Having reached the point where I have thermometers to check temperatures and a large enough heat sink and fan combination to prevent cooking my CPU in most situations I'll probably encounter, it's time to turn my attention to the main reason I assembled this equipment -- case cooling.  I started off thinking of extreme and exotic methods to cool the processor and components enough to allow me to try for 3.5X83 out of my AMD K6-233.  While I still may try out some ideas I have for fluid cooling and will most definitely try playing with some peltiers, I have become more interested in cooling for cooling's sake, rather than as a means to overclock beyond the 250 MHz I am presently running at.

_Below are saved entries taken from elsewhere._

use crate::db::CatalogEntry;
use crate::types::SourceKind;


/// Minimal GitHub-backed catalog entry for store tests
pub(super) fn sample_entry(name: &str, platform: &str, arch: &str) -> CatalogEntry {
    CatalogEntry {
        name: name.to_string(),
        category: "Tools".to_string(),
        image: String::new(),
        website: SourceKind::Github,
        project_name: format!("owner/{}", name),
        homepage: format!("https://github.com/owner/{}", name),
        url_template: "~/${tag}/${system}-${arch}${suffix_name}".to_string(),
        platform: platform.to_string(),
        arch: arch.to_string(),
        original_platform: platform.to_string(),
        original_arch: arch.to_string(),
        suffix: ".zip".to_string(),
        stale_duration_days: Some(1),
        single_variant: false,
        download_path: format!("/download/?name={}&platform={}&arch={}", name, platform, arch),
    }
}
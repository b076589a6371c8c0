//! Catalog rebuild and queries.

use crate::error::DatabaseError;
use crate::types::SourceKind;
use crate::{Error, Result};

use super::{CatalogEntry, CatalogOverviewRow, Database};

const CATALOG_COLUMNS: &str = r#"
    name, category, image, website, project_name, homepage, url_template,
    platform, arch, original_platform, original_arch, suffix,
    stale_duration_days, single_variant, download_path
"#;

impl Database {
    /// Replace the whole catalog with `entries`
    ///
    /// Delete and inserts run in one transaction: readers see either the old
    /// catalog or the new one, and a rejected entry (e.g. a duplicate
    /// `(name, platform, arch)`) leaves the old catalog in place.
    pub async fn reload_catalog(&self, entries: &[CatalogEntry]) -> Result<()> {
        let query_failed = |context: &'static str| {
            move |e: sqlx::Error| {
                Error::Database(DatabaseError::QueryFailed(format!("{}: {}", context, e)))
            }
        };

        let mut tx = self
            .pool
            .begin()
            .await
            .map_err(query_failed("Failed to begin catalog reload"))?;

        sqlx::query("DELETE FROM catalog_entries")
            .execute(&mut *tx)
            .await
            .map_err(query_failed("Failed to clear catalog"))?;

        for entry in entries {
            sqlx::query(&format!(
                "INSERT INTO catalog_entries ({}) VALUES (?, ?, ?, ?, ?, ?, ?, ?, ?, ?, ?, ?, ?, ?, ?)",
                CATALOG_COLUMNS
            ))
            .bind(&entry.name)
            .bind(&entry.category)
            .bind(&entry.image)
            .bind(entry.website)
            .bind(&entry.project_name)
            .bind(&entry.homepage)
            .bind(&entry.url_template)
            .bind(&entry.platform)
            .bind(&entry.arch)
            .bind(&entry.original_platform)
            .bind(&entry.original_arch)
            .bind(&entry.suffix)
            .bind(entry.stale_duration_days)
            .bind(entry.single_variant)
            .bind(&entry.download_path)
            .execute(&mut *tx)
            .await
            .map_err(|e| {
                if let sqlx::Error::Database(db_err) = &e
                    && db_err.is_unique_violation()
                {
                    return Error::Database(DatabaseError::ConstraintViolation(format!(
                        "duplicate catalog entry {}",
                        entry.identity()
                    )));
                }
                Error::Database(DatabaseError::QueryFailed(format!(
                    "Failed to insert catalog entry: {}",
                    e
                )))
            })?;
        }

        tx.commit()
            .await
            .map_err(query_failed("Failed to commit catalog reload"))?;

        tracing::info!(entries = entries.len(), "catalog reloaded");
        Ok(())
    }

    /// Get the catalog entry for one identity
    pub async fn get_catalog_entry(
        &self,
        name: &str,
        platform: &str,
        arch: &str,
    ) -> Result<Option<CatalogEntry>> {
        sqlx::query_as::<_, CatalogEntry>(&format!(
            "SELECT {} FROM catalog_entries WHERE name = ? AND platform = ? AND arch = ?",
            CATALOG_COLUMNS
        ))
        .bind(name)
        .bind(platform)
        .bind(arch)
        .fetch_optional(&self.pool)
        .await
        .map_err(|e| {
            Error::Database(DatabaseError::QueryFailed(format!(
                "Failed to get catalog entry: {}",
                e
            )))
        })
    }

    /// List the whole catalog ordered by source, then name
    pub async fn list_catalog(&self) -> Result<Vec<CatalogEntry>> {
        sqlx::query_as::<_, CatalogEntry>(&format!(
            "SELECT {} FROM catalog_entries ORDER BY website, name, platform, arch",
            CATALOG_COLUMNS
        ))
        .fetch_all(&self.pool)
        .await
        .map_err(|e| {
            Error::Database(DatabaseError::QueryFailed(format!(
                "Failed to list catalog: {}",
                e
            )))
        })
    }

    /// List catalog entries handled by one source
    pub async fn list_catalog_by_source(&self, source: SourceKind) -> Result<Vec<CatalogEntry>> {
        sqlx::query_as::<_, CatalogEntry>(&format!(
            "SELECT {} FROM catalog_entries WHERE website = ? ORDER BY name, platform, arch",
            CATALOG_COLUMNS
        ))
        .bind(source)
        .fetch_all(&self.pool)
        .await
        .map_err(|e| {
            Error::Database(DatabaseError::QueryFailed(format!(
                "Failed to list catalog by source: {}",
                e
            )))
        })
    }

    /// Catalog entries with their cached version, for rendering the catalog page
    pub async fn catalog_overview(&self) -> Result<Vec<CatalogOverviewRow>> {
        sqlx::query_as::<_, CatalogOverviewRow>(
            r#"
            SELECT
                c.name, c.category, c.homepage, c.image, c.platform, c.arch,
                c.download_path, r.version, r.last_modified
            FROM catalog_entries c
            LEFT JOIN cache_records r
                ON r.name = c.name AND r.platform = c.platform AND r.arch = c.arch
            ORDER BY c.category, c.name, c.platform, c.arch
            "#,
        )
        .fetch_all(&self.pool)
        .await
        .map_err(|e| {
            Error::Database(DatabaseError::QueryFailed(format!(
                "Failed to build catalog overview: {}",
                e
            )))
        })
    }
}
//! Configuration types for update-fetch

use crate::error::{Error, Result};
use chrono::NaiveTime;
use serde::{Deserialize, Serialize};
use std::path::{Path, PathBuf};
use std::time::Duration;

/// Local artifact cache configuration
///
/// Groups settings for the quota-managed cache directory and the database
/// that indexes it. Used as a nested sub-config within [`Config`].
#[derive(Clone, Debug, Serialize, Deserialize)]
pub struct CacheConfig {
    /// Directory holding cached artifacts (default: "./temp_download")
    #[serde(default = "default_cache_dir")]
    pub cache_dir: PathBuf,

    /// SQLite database path (default: "./data/uf.db")
    #[serde(default = "default_database_path")]
    pub database_path: PathBuf,

    /// Ceiling for the total size of the cache directory in MiB (default: 1024)
    #[serde(default = "default_max_cache_size_mb")]
    pub max_cache_size_mb: u64,

    /// How long an on-demand lookup waits for a refresh before answering
    /// "temporarily unavailable" (default: 30 seconds)
    #[serde(default = "default_on_demand_timeout", with = "duration_serde")]
    pub on_demand_timeout: Duration,
}

impl Default for CacheConfig {
    fn default() -> Self {
        Self {
            cache_dir: default_cache_dir(),
            database_path: default_database_path(),
            max_cache_size_mb: default_max_cache_size_mb(),
            on_demand_timeout: default_on_demand_timeout(),
        }
    }
}

impl CacheConfig {
    /// Quota ceiling in bytes
    pub fn max_cache_bytes(&self) -> u64 {
        self.max_cache_size_mb.saturating_mul(1024 * 1024)
    }
}

/// Base URLs of the upstream sites
///
/// Overridable so tests and private mirrors can point adapters elsewhere.
#[derive(Clone, Debug, Serialize, Deserialize)]
pub struct SourceEndpoints {
    /// GitHub REST API root (default: "https://api.github.com")
    #[serde(default = "default_github_api")]
    pub github_api: String,

    /// GitHub web root used for release asset links (default: "https://github.com")
    #[serde(default = "default_github_web")]
    pub github: String,

    /// F-Droid root (default: "https://f-droid.org")
    #[serde(default = "default_fdroid")]
    pub fdroid: String,
}

impl Default for SourceEndpoints {
    fn default() -> Self {
        Self {
            github_api: default_github_api(),
            github: default_github_web(),
            fdroid: default_fdroid(),
        }
    }
}

/// Upstream fetching behavior
#[derive(Clone, Debug, Serialize, Deserialize)]
pub struct FetchConfig {
    /// Maximum number of items refreshed concurrently against one source (default: 1)
    #[serde(default = "default_concurrent_amount")]
    pub concurrent_amount: usize,

    /// Timeout for version lookups and link probes (default: 30 seconds)
    #[serde(default = "default_request_timeout", with = "duration_serde")]
    pub request_timeout: Duration,

    /// Timeout for one complete download attempt of an artifact (default: 600 seconds)
    #[serde(default = "default_download_timeout", with = "duration_serde")]
    pub download_timeout: Duration,

    /// GitHub token sent as `Authorization` header (e.g. "Bearer ghp_...")
    #[serde(default)]
    pub github_token: Option<String>,

    /// Value of the `X-GitHub-Api-Version` header (default: "2022-11-28")
    #[serde(default = "default_github_api_version")]
    pub github_api_version: String,

    /// User agent sent with every request
    #[serde(default = "default_user_agent")]
    pub user_agent: String,

    /// Retry policy for transient network failures
    #[serde(default)]
    pub retry: RetryConfig,

    /// Upstream base URLs
    #[serde(default)]
    pub endpoints: SourceEndpoints,
}

impl Default for FetchConfig {
    fn default() -> Self {
        Self {
            concurrent_amount: default_concurrent_amount(),
            request_timeout: default_request_timeout(),
            download_timeout: default_download_timeout(),
            github_token: None,
            github_api_version: default_github_api_version(),
            user_agent: default_user_agent(),
            retry: RetryConfig::default(),
            endpoints: SourceEndpoints::default(),
        }
    }
}

/// Retry configuration for transient failures
#[derive(Clone, Debug, Serialize, Deserialize)]
pub struct RetryConfig {
    /// Maximum number of retry attempts (default: 3)
    #[serde(default = "default_max_attempts")]
    pub max_attempts: u32,

    /// Initial delay before first retry (default: 1 second)
    #[serde(default = "default_initial_delay", with = "duration_serde")]
    pub initial_delay: Duration,

    /// Maximum delay between retries (default: 30 seconds)
    #[serde(default = "default_max_delay", with = "duration_serde")]
    pub max_delay: Duration,

    /// Multiplier for exponential backoff (default: 2.0)
    #[serde(default = "default_backoff_multiplier")]
    pub backoff_multiplier: f64,

    /// Add random jitter to delays (default: true)
    #[serde(default = "default_true")]
    pub jitter: bool,
}

impl Default for RetryConfig {
    fn default() -> Self {
        Self {
            max_attempts: default_max_attempts(),
            initial_delay: default_initial_delay(),
            max_delay: default_max_delay(),
            backoff_multiplier: default_backoff_multiplier(),
            jitter: true,
        }
    }
}

/// Object storage upload settings for the `mc` client
#[derive(Clone, Debug, Serialize, Deserialize)]
pub struct UploadConfig {
    /// Path to the `mc` binary (default: "mc", resolved through PATH)
    #[serde(default = "default_client_path")]
    pub client_path: PathBuf,

    /// Alias under which the server was registered with `mc alias set`
    pub host_alias: String,

    /// Bucket receiving the uploads
    pub bucket: String,

    /// Public URL of the object storage server (e.g. "http://10.0.0.2:9000/")
    pub public_base_url: String,
}

/// Remote mirror and version-retention settings
#[derive(Clone, Debug, Serialize, Deserialize)]
pub struct MirrorConfig {
    /// Directory holding the mirror state files (default: "./data")
    #[serde(default = "default_data_dir")]
    pub data_dir: PathBuf,

    /// Number of older versions kept on the mirror besides the newest (default: 2)
    #[serde(default = "default_retain_count")]
    pub retain_count: usize,

    /// Version history file name (default: "version.json")
    #[serde(default = "default_version_file")]
    pub version_file: String,

    /// Pinned versions file name (default: "retained_version.json")
    #[serde(default = "default_retained_file")]
    pub retained_version_file: String,

    /// Latest public links file name (default: "latest_link.json")
    #[serde(default = "default_latest_link_file")]
    pub latest_link_file: String,

    /// Upload target; `None` keeps artifacts local only
    #[serde(default)]
    pub upload: Option<UploadConfig>,
}

impl Default for MirrorConfig {
    fn default() -> Self {
        Self {
            data_dir: default_data_dir(),
            retain_count: default_retain_count(),
            version_file: default_version_file(),
            retained_version_file: default_retained_file(),
            latest_link_file: default_latest_link_file(),
            upload: None,
        }
    }
}

impl MirrorConfig {
    /// Absolute location of the version history file
    pub fn version_path(&self) -> PathBuf {
        self.data_dir.join(&self.version_file)
    }

    /// Absolute location of the pinned versions file
    pub fn retained_version_path(&self) -> PathBuf {
        self.data_dir.join(&self.retained_version_file)
    }

    /// Absolute location of the latest links file
    pub fn latest_link_path(&self) -> PathBuf {
        self.data_dir.join(&self.latest_link_file)
    }
}

/// RSS-post endpoint used to report fatal batch errors
#[derive(Clone, Debug, Serialize, Deserialize)]
pub struct RssSinkConfig {
    /// URL receiving the POSTed entries
    pub endpoint: String,

    /// Prefix of the per-entry link; a timestamp is appended to keep links unique
    #[serde(default)]
    pub link_base: String,

    /// Basic auth user
    pub username: String,

    /// Basic auth password
    pub password: String,

    /// Timeout for each report (default: 10 seconds)
    #[serde(default = "default_notify_timeout", with = "duration_serde")]
    pub timeout: Duration,
}

/// Notification configuration
#[derive(Clone, Debug, Default, Serialize, Deserialize)]
pub struct NotificationConfig {
    /// RSS sink; `None` disables external reporting
    #[serde(default)]
    pub rss: Option<RssSinkConfig>,
}

/// Values used when a catalog item omits them
#[derive(Clone, Debug, Serialize, Deserialize)]
pub struct CatalogDefaults {
    /// Category for items without one (default: "Uncategorized")
    #[serde(default = "default_category")]
    pub category: String,

    /// Image shown for items without one
    #[serde(default)]
    pub image: String,

    /// Homepage for items whose source has no derivable one (default: "/")
    #[serde(default = "default_website")]
    pub website: String,
}

impl Default for CatalogDefaults {
    fn default() -> Self {
        Self {
            category: default_category(),
            image: String::new(),
            website: default_website(),
        }
    }
}

/// Daily batch schedule
#[derive(Clone, Debug, Serialize, Deserialize)]
pub struct ScheduleConfig {
    /// Whether the daily run is active (default: false)
    #[serde(default)]
    pub enabled: bool,

    /// Local time of the daily run as "HH:MM" (default: "00:03")
    #[serde(default = "default_run_at")]
    pub run_at: String,
}

impl Default for ScheduleConfig {
    fn default() -> Self {
        Self {
            enabled: false,
            run_at: default_run_at(),
        }
    }
}

impl ScheduleConfig {
    /// Parse `run_at` into a time of day
    pub fn run_at_time(&self) -> Result<NaiveTime> {
        NaiveTime::parse_from_str(&self.run_at, "%H:%M")
            .map_err(|e| Error::config(format!("invalid run_at '{}': {}", self.run_at, e), "run_at"))
    }
}

/// Main configuration for update-fetch
///
/// Passed explicitly to the cache manager and orchestrator at construction;
/// nothing in the crate reads process-wide configuration.
#[derive(Clone, Debug, Serialize, Deserialize)]
pub struct Config {
    /// Catalog document (YAML or JSON), reloaded before every batch run
    #[serde(default = "default_catalog_path")]
    pub catalog_path: PathBuf,

    /// Local cache settings
    #[serde(default)]
    pub cache: CacheConfig,

    /// Upstream fetch settings
    #[serde(default)]
    pub fetch: FetchConfig,

    /// Remote mirror and retention settings
    #[serde(default)]
    pub mirror: MirrorConfig,

    /// Error reporting
    #[serde(default)]
    pub notifications: NotificationConfig,

    /// Catalog fallbacks
    #[serde(default)]
    pub defaults: CatalogDefaults,

    /// Daily schedule
    #[serde(default)]
    pub schedule: ScheduleConfig,
}

impl Default for Config {
    fn default() -> Self {
        Self {
            catalog_path: default_catalog_path(),
            cache: CacheConfig::default(),
            fetch: FetchConfig::default(),
            mirror: MirrorConfig::default(),
            notifications: NotificationConfig::default(),
            defaults: CatalogDefaults::default(),
            schedule: ScheduleConfig::default(),
        }
    }
}

impl Config {
    /// Load configuration from a JSON or YAML file, chosen by extension
    pub fn from_file(path: &Path) -> Result<Self> {
        let content = std::fs::read_to_string(path).map_err(|e| {
            Error::config(
                format!("failed to read {}: {}", path.display(), e),
                "config_file",
            )
        })?;

        let config: Config = match path.extension().and_then(|e| e.to_str()) {
            Some("json") => serde_json::from_str(&content)?,
            Some("yaml") | Some("yml") => serde_yaml::from_str(&content)?,
            other => {
                return Err(Error::config(
                    format!("unknown config format: {:?}", other),
                    "config_file",
                ));
            }
        };

        config.validate()?;
        Ok(config)
    }

    /// Reject settings the orchestrator cannot run with
    pub fn validate(&self) -> Result<()> {
        if self.fetch.concurrent_amount == 0 {
            return Err(Error::config(
                "concurrent_amount must be at least 1",
                "concurrent_amount",
            ));
        }
        if self.cache.max_cache_size_mb == 0 {
            return Err(Error::config(
                "max_cache_size_mb must be at least 1",
                "max_cache_size_mb",
            ));
        }
        if let Some(upload) = &self.mirror.upload
            && upload.bucket.is_empty()
        {
            return Err(Error::config("bucket must not be empty", "bucket"));
        }
        self.schedule.run_at_time()?;
        Ok(())
    }
}

// Default value functions
fn default_cache_dir() -> PathBuf {
    PathBuf::from("temp_download")
}

fn default_database_path() -> PathBuf {
    PathBuf::from("data").join("uf.db")
}

fn default_data_dir() -> PathBuf {
    PathBuf::from("data")
}

fn default_catalog_path() -> PathBuf {
    PathBuf::from("data").join("items.yaml")
}

fn default_max_cache_size_mb() -> u64 {
    1024
}

fn default_on_demand_timeout() -> Duration {
    Duration::from_secs(30)
}

fn default_concurrent_amount() -> usize {
    1
}

fn default_request_timeout() -> Duration {
    Duration::from_secs(30)
}

fn default_download_timeout() -> Duration {
    Duration::from_secs(600)
}

fn default_github_api_version() -> String {
    "2022-11-28".to_string()
}

fn default_user_agent() -> String {
    format!("update-fetch/{}", env!("CARGO_PKG_VERSION"))
}

fn default_github_api() -> String {
    "https://api.github.com".to_string()
}

fn default_github_web() -> String {
    "https://github.com".to_string()
}

fn default_fdroid() -> String {
    "https://f-droid.org".to_string()
}

fn default_max_attempts() -> u32 {
    3
}

fn default_initial_delay() -> Duration {
    Duration::from_secs(1)
}

fn default_max_delay() -> Duration {
    Duration::from_secs(30)
}

fn default_backoff_multiplier() -> f64 {
    2.0
}

fn default_true() -> bool {
    true
}

fn default_client_path() -> PathBuf {
    PathBuf::from("mc")
}

fn default_retain_count() -> usize {
    2
}

fn default_version_file() -> String {
    "version.json".to_string()
}

fn default_retained_file() -> String {
    "retained_version.json".to_string()
}

fn default_latest_link_file() -> String {
    "latest_link.json".to_string()
}

fn default_notify_timeout() -> Duration {
    Duration::from_secs(10)
}

fn default_category() -> String {
    "Uncategorized".to_string()
}

fn default_website() -> String {
    "/".to_string()
}

fn default_run_at() -> String {
    "00:03".to_string()
}

// Duration serialization helper
mod duration_serde {
    use serde::{Deserialize, Deserializer, Serializer};
    use std::time::Duration;

    pub fn serialize<S>(duration: &Duration, serializer: S) -> Result<S::Ok, S::Error>
    where
        S: Serializer,
    {
        serializer.serialize_u64(duration.as_secs())
    }

    pub fn deserialize<'de, D>(deserializer: D) -> Result<Duration, D::Error>
    where
        D: Deserializer<'de>,
    {
        let secs = u64::deserialize(deserializer)?;
        Ok(Duration::from_secs(secs))
    }
}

The learning process I have gone through -- and am still going through -- has taught me that there is much more to case cooling than having plenty of fans.  I have put this article together in the order that I made each change to the system to show the effect that each change had on the system's overall cooling performance.

ATX Case Power Supply Fan
The general consensus on the various bulletin boards I frequent would seem to suggest that the designers of ATX power supplies designed them with the fans running backwards.  The standard ATX power supply fan brings in air from the room and passes it through a hot power supply and then exhausts it into the computer case.  The power supply of most ATX cases is located near the top of the case.  In my Inwin A500, this means that the warm air from the power supply is being directed very close to the CPU's heat sink.  While the air coming from the power supply is cooler than the heat sink, it is warmer than air taken directly from the room.  Exhausting the heated air in the case was left to some vents cut along the case cover's sides, rear, and the grill located in the lower front of the case's face plate.  This arrangement requires the heated air to travel downward to escape from the case.  As an option, a 3" fan can be located in the lower front of the case to assist in exhausting the case's warm air.  As many people have pointed out, this arrangement would seem to be exactly backwards of the "hot air rises" rule.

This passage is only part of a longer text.